Chronique

Marcotulli, Lê, Negri, Allouche…

Zapping

Label / Distribution : Promo Music

Autant l’annoncer d’emblée, ce Zapping de rentrée est une relative déception, et ce en dépit du sextet de luxe (Nguyen Lê, Joël Allouche, Furio Di Castri…) et surtout d’un projet audacieux consistant à rapprocher les univers musicaux de deux grands iconoclastes (dans leurs genres respectifs) : Thelonius Monk et Frank Zappa.

Tout partait pourtant sur les chapeaux de roues, avec la même évidence que le fameux thème de Monk. Sur un rythme effréné et des samples de Bush, Cheney et Giuliani (des « terrorism ! » scandés avec une redoutable efficacité), on retrouve en effet des à-coups et une progression harmonique redoutables que n’auraient pas reniés Monk et Griffin. Et nous n’en sommes qu’à deux minutes du début ! Les chorus de Nguyen Lê et Eric Vloeimans parachèvent cette ouverture très groovy.

Alors, que peut-il donc bien nous arriver de terrible ?

La suite est certes plaisante (« Skippy », « Coffee Break Da Mario »), mais l’énergie est clairement retombée, comme un soufflé trop joli pour être consistant. On tend l’oreille pour saisir les influences, ici de Monk, là de Zappa. Ce n’est pas forcément évident, mais nous disposons d’un livret détaillé. Nous apprenons ainsi que le joliment titré « God Shave The Queen » est une pièce zappaesque - étrange, cela sonnait pourtant un peu comme le Pat Metheny Group. Les « Twenty Small Cigars » perdent le côté polisson que le clavecin de la version originale savait leur apporter. Il en reste toutefois un beau thème mélancolique à la clarinette, totalement transfiguré.

On pourrait poursuivre l’énumération des allusions, citations, etc. « The Monk Page » recèle pas moins de quatre emprunts à l’intéressé. La folie reprend quelque peu ses droits par l’entremise du très inspiré Eric Vloeimans ou de Mauro Negri qui sait également se montrer sauvage à l’alto, comme l’atteste son intervention sur le dernier morceau. Nguyen Lê, dont nous avons peu parlé, est pourtant magistral dans son jeu saturé.

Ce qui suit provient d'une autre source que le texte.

//! User editable service settings (region, API key and resource identifiers)
//!
//! Settings are loaded once from a [`SettingsStore`] when the application starts and kept in
//! memory afterwards. Every [`Settings::set`] call writes the whole set back to the store before
//! the cached value changes.
use crate::Error;
use log::debug;
use serde::{Deserialize, Serialize};
use std::collections::BTreeMap;
use std::fs::{create_dir_all, File};
use std::path::{Path, PathBuf};
use std::str::FromStr;

/// Name of the settings file stored under the data directory
static SETTINGS_FILE_NAME: &str = "settings.yml";

/// The fixed set of keys the application knows how to store
#[derive(Clone, Copy, Debug, Hash, PartialEq, Eq, PartialOrd, Ord, Serialize, Deserialize)]
pub enum SettingKey {
    #[serde(rename = "region_value")]
    Region,
    #[serde(rename = "apikey_value")]
    ApiKey,
    #[serde(rename = "map_value")]
    Map,
    #[serde(rename = "place_value")]
    Place,
    #[serde(rename = "routes_value")]
    Routes,
}

impl SettingKey {
    /// Every key in display order
    pub const ALL: [SettingKey; 5] = [
        SettingKey::Region,
        SettingKey::ApiKey,
        SettingKey::Map,
        SettingKey::Place,
        SettingKey::Routes,
    ];

    /// Name used to persist the value
    pub fn as_str(self) -> &'static str {
        match self {
            SettingKey::Region => "region_value",
            SettingKey::ApiKey => "apikey_value",
            SettingKey::Map => "map_value",
            SettingKey::Place => "place_value",
            SettingKey::Routes => "routes_value",
        }
    }

    /// Human readable description of the key
    pub fn label(self) -> &'static str {
        match self {
            SettingKey::Region => "region",
            SettingKey::ApiKey => "API key",
            SettingKey::Map => "map name",
            SettingKey::Place => "place index name",
            SettingKey::Routes => "route calculator name",
        }
    }
}

impl FromStr for SettingKey {
    type Err = Error;

    /// Accepts both the stored name (`region_value`) and the short form (`region`)
    fn from_str(src: &str) -> Result<Self, Self::Err> {
        let name = src.trim().to_ascii_lowercase();
        SettingKey::ALL
            .iter()
            .copied()
            .find(|key| key.as_str() == name || key.as_str().trim_end_matches("_value") == name)
            .ok_or_else(|| {
                Error::InvalidConfigurationValue(format!(
                    "unknown setting '{}', expected one of: region, apikey, map, place, routes",
                    src
                ))
            })
    }
}

/// Persistent backing storage for the settings
pub trait SettingsStore {
    /// Read every stored value, a store that was never written returns an empty map
    fn load(&self) -> Result<BTreeMap<String, String>, Error>;

    /// Replace the stored values
    fn save(&mut self, values: &BTreeMap<String, String>) -> Result<(), Error>;
}

/// Keeps the settings in a YAML file
#[derive(Clone, Debug)]
pub struct YamlSettingsStore {
    path: PathBuf,
}

impl YamlSettingsStore {
    pub fn new<P: Into<PathBuf>>(path: P) -> Self {
        YamlSettingsStore { path: path.into() }
    }

    /// Store located in the user's data directory
    pub fn in_data_dir() -> Self {
        Self::new(crate::data_dir().join(SETTINGS_FILE_NAME))
    }

    pub fn path(&self) -> &Path {
        &self.path
    }
}

impl SettingsStore for YamlSettingsStore {
    fn load(&self) -> Result<BTreeMap<String, String>, Error> {
        if !self.path.exists() {
            debug!("No settings file found at {:?}, using defaults", self.path);
            return Ok(BTreeMap::new());
        }
        let mut fp = File::open(&self.path)?;
        let values: Option<BTreeMap<String, String>> = serde_yaml::from_reader(&mut fp)?;
        Ok(values.unwrap_or_default())
    }

    fn save(&mut self, values: &BTreeMap<String, String>) -> Result<(), Error> {
        if let Some(parent) = self.path.parent() {
            if !parent.as_os_str().is_empty() && !parent.exists() {
                create_dir_all(parent)?;
            }
        }
        let fp = File::create(&self.path)?;
        serde_yaml::to_writer(fp, values)?;
        debug!("Saved settings to {:?}", self.path);
        Ok(())
    }
}

/// Keeps the settings in memory only
#[derive(Clone, Debug, Default)]
pub struct MemorySettingsStore {
    values: BTreeMap<String, String>,
}

impl MemorySettingsStore {
    pub fn new() -> Self {
        Self::default()
    }

    pub fn with_values(values: &[(SettingKey, &str)]) -> Self {
        MemorySettingsStore {
            values: values
                .iter()
                .map(|(k, v)| (k.as_str().to_string(), v.to_string()))
                .collect(),
        }
    }
}

impl SettingsStore for MemorySettingsStore {
    fn load(&self) -> Result<BTreeMap<String, String>, Error> {
        Ok(self.values.clone())
    }

    fn save(&mut self, values: &BTreeMap<String, String>) -> Result<(), Error> {
        self.values = values.clone();
        Ok(())
    }
}

/// In-memory copy of the settings along with the store they persist to
pub struct Settings {
    values: BTreeMap<SettingKey, String>,
    store: Box<dyn SettingsStore>,
}

impl Settings {
    /// Read all settings from the store, keys that are absent default to an empty string
    pub fn load(store: Box<dyn SettingsStore>) -> Result<Self, Error> {
        let stored = store.load()?;
        let values = SettingKey::ALL
            .iter()
            .map(|key| {
                let value = stored.get(key.as_str()).cloned().unwrap_or_default();
                (*key, value)
            })
            .collect();
        Ok(Settings { values, store })
    }

    /// Settings backed by an in-memory store
    pub fn in_memory(values: &[(SettingKey, &str)]) -> Self {
        let values = SettingKey::ALL
            .iter()
            .map(|key| {
                let value = values
                    .iter()
                    .find(|(k, _)| k == key)
                    .map(|(_, v)| v.to_string())
                    .unwrap_or_default();
                (*key, value)
            })
            .collect();
        Settings {
            values,
            store: Box::new(MemorySettingsStore::new()),
        }
    }

    /// Return the value for a key, or an empty string if it was never set
    pub fn get(&self, key: SettingKey) -> &str {
        self.values.get(&key).map(String::as_str).unwrap_or("")
    }

    /// Look up a value by its stored name, unknown names return an empty string
    pub fn get_by_name(&self, name: &str) -> &str {
        match SettingKey::from_str(name) {
            Ok(key) => self.get(key),
            Err(_) => "",
        }
    }

    /// Return a copy of every setting
    pub fn get_all(&self) -> BTreeMap<SettingKey, String> {
        self.values.clone()
    }

    /// Return the value for a key, failing when it is empty
    pub fn require(&self, key: SettingKey) -> Result<&str, Error> {
        let value = self.get(key);
        if value.trim().is_empty() {
            Err(Error::ConfigurationMissing(key))
        } else {
            Ok(value)
        }
    }

    /// Update a value and write the settings to the store immediately
    pub fn set(&mut self, key: SettingKey, value: &str) -> Result<(), Error> {
        let mut updated = self.values.clone();
        updated.insert(key, value.to_string());
        let serialized = updated
            .iter()
            .map(|(k, v)| (k.as_str().to_string(), v.clone()))
            .collect();
        self.store.save(&serialized)?;
        self.values = updated;
        Ok(())
    }
}

impl std::fmt::Debug for Settings {
    fn fmt(&self, f: &mut std::fmt::Formatter<'_>) -> std::fmt::Result {
        // never print the API key
        let mut map = f.debug_map();
        for (key, value) in &self.values {
            if *key == SettingKey::ApiKey && !value.is_empty() {
                map.entry(&key.as_str(), &"********");
            } else {
                map.entry(&key.as_str(), value);
            }
        }
        map.finish()
    }
}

La fin du disque compense donc le flottement du milieu mais nous étions en droit d’attendre autre chose de ces brillants musiciens. La faute peut-être à un manque de puissance en milieu de terrain (la section de cuivres) ? On sent aussi une relative étroitesse dans le dimensionnement temporel des morceaux, qui ne prennent jamais tout à fait leurs envols. Il est néanmoins probable que ce projet musical s’exprimera bien plus lisiblement, cet automne, dans l’atmosphère libre d’une salle de concert.